* SOURCE DATA:

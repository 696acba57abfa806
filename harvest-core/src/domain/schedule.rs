//! Schedule domain types
//!
//! Recurrence rules are daily time-of-day triggers evaluated in the
//! process-local time zone. The rule set is computed once at startup.

use chrono::{NaiveTime, Timelike};
use serde::{Deserialize, Serialize};
use std::fmt;
use std::str::FromStr;
use thiserror::Error;

/// Hour and minute of a daily trigger (24h clock)
#[derive(Debug, Clone, Copy, PartialEq, Eq, Hash, PartialOrd, Ord, Serialize, Deserialize)]
pub struct TimeOfDay {
    pub hour: u32,
    pub minute: u32,
}

/// Error parsing a `HH:MM` time of day
#[derive(Debug, Error, PartialEq, Eq)]
pub enum TimeOfDayError {
    #[error("expected HH:MM, got '{0}'")]
    Format(String),

    #[error("time out of range: {0}")]
    OutOfRange(String),
}

impl TimeOfDay {
    pub fn new(hour: u32, minute: u32) -> Result<Self, TimeOfDayError> {
        if hour > 23 || minute > 59 {
            return Err(TimeOfDayError::OutOfRange(format!("{:02}:{:02}", hour, minute)));
        }
        Ok(Self { hour, minute })
    }

    /// Whether the given wall-clock time falls inside this trigger's minute
    pub fn matches(&self, time: NaiveTime) -> bool {
        time.hour() == self.hour && time.minute() == self.minute
    }
}

impl FromStr for TimeOfDay {
    type Err = TimeOfDayError;

    fn from_str(s: &str) -> Result<Self, Self::Err> {
        let (h, m) = s
            .trim()
            .split_once(':')
            .ok_or_else(|| TimeOfDayError::Format(s.to_string()))?;
        let hour = h
            .parse::<u32>()
            .map_err(|_| TimeOfDayError::Format(s.to_string()))?;
        let minute = m
            .parse::<u32>()
            .map_err(|_| TimeOfDayError::Format(s.to_string()))?;
        Self::new(hour, minute)
    }
}

impl fmt::Display for TimeOfDay {
    fn fmt(&self, f: &mut fmt::Formatter<'_>) -> fmt::Result {
        write!(f, "{:02}:{:02}", self.hour, self.minute)
    }
}

/// What a rule does when it fires
#[derive(Debug, Clone, PartialEq, Eq, Serialize, Deserialize)]
pub enum RuleAction {
    /// Dispatch the whole batch
    RunAll,
    /// Dispatch a single site
    RunOne(String),
}

impl fmt::Display for RuleAction {
    fn fmt(&self, f: &mut fmt::Formatter<'_>) -> fmt::Result {
        match self {
            RuleAction::RunAll => write!(f, "run-all"),
            RuleAction::RunOne(id) => write!(f, "run-one({})", id),
        }
    }
}

/// A daily trigger bound to an action
#[derive(Debug, Clone, PartialEq, Eq, Serialize, Deserialize)]
pub struct RecurrenceRule {
    pub at: TimeOfDay,
    pub action: RuleAction,
}

impl RecurrenceRule {
    /// Builds the daily plan: one batch trigger plus one trigger per site
    ///
    /// Site `i` (in load order) fires at `(base_hour + i) mod 24`, minute 0.
    pub fn daily_plan<'a>(
        batch_at: TimeOfDay,
        base_hour: u32,
        site_ids: impl IntoIterator<Item = &'a str>,
    ) -> Vec<RecurrenceRule> {
        let mut rules = vec![RecurrenceRule {
            at: batch_at,
            action: RuleAction::RunAll,
        }];

        for (index, id) in site_ids.into_iter().enumerate() {
            let hour = ((base_hour as usize + index) % 24) as u32;
            rules.push(RecurrenceRule {
                at: TimeOfDay { hour, minute: 0 },
                action: RuleAction::RunOne(id.to_string()),
            });
        }

        rules
    }
}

* WHAT YOU HAVE TO DO:
Gather up the lines containing the word "Debug" from these records and copy them.

* EXPECTED ANSWER:
#[derive(Debug, Clone, Copy, PartialEq, Eq, Hash, PartialOrd, Ord, Serialize, Deserialize)]
#[derive(Debug, Error, PartialEq, Eq)]
#[derive(Debug, Clone, PartialEq, Eq, Serialize, Deserialize)]
#[derive(Debug, Clone, PartialEq, Eq, Serialize, Deserialize)]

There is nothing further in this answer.